What you will do — From the records below, find each line with the string "Serialize" and copy it.

### Source data

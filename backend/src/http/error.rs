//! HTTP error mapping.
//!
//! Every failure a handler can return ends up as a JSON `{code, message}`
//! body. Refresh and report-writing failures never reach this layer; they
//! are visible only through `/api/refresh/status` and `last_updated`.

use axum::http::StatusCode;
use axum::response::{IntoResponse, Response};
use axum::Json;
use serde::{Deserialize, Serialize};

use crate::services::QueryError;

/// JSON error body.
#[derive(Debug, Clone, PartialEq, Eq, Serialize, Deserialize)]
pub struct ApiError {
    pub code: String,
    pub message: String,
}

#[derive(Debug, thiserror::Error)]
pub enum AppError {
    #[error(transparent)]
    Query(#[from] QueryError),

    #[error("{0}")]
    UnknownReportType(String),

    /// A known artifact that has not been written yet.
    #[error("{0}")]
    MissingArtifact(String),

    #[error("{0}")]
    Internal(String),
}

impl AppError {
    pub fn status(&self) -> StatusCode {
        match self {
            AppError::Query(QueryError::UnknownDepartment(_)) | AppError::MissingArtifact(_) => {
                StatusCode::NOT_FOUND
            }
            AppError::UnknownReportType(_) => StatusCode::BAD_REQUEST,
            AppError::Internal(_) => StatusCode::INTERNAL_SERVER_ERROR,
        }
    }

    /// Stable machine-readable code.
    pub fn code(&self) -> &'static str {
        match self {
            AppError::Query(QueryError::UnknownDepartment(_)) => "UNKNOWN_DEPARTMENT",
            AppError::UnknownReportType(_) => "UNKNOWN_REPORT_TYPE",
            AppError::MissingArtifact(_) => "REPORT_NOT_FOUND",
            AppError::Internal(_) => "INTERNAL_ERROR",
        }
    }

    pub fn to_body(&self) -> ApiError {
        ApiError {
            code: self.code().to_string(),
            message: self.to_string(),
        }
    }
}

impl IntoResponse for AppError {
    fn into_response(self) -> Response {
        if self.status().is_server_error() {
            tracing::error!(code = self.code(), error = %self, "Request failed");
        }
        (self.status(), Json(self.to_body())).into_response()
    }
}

######

Response below —
use serde::{Deserialize, Serialize};
#[derive(Debug, Clone, PartialEq, Eq, Serialize, Deserialize)]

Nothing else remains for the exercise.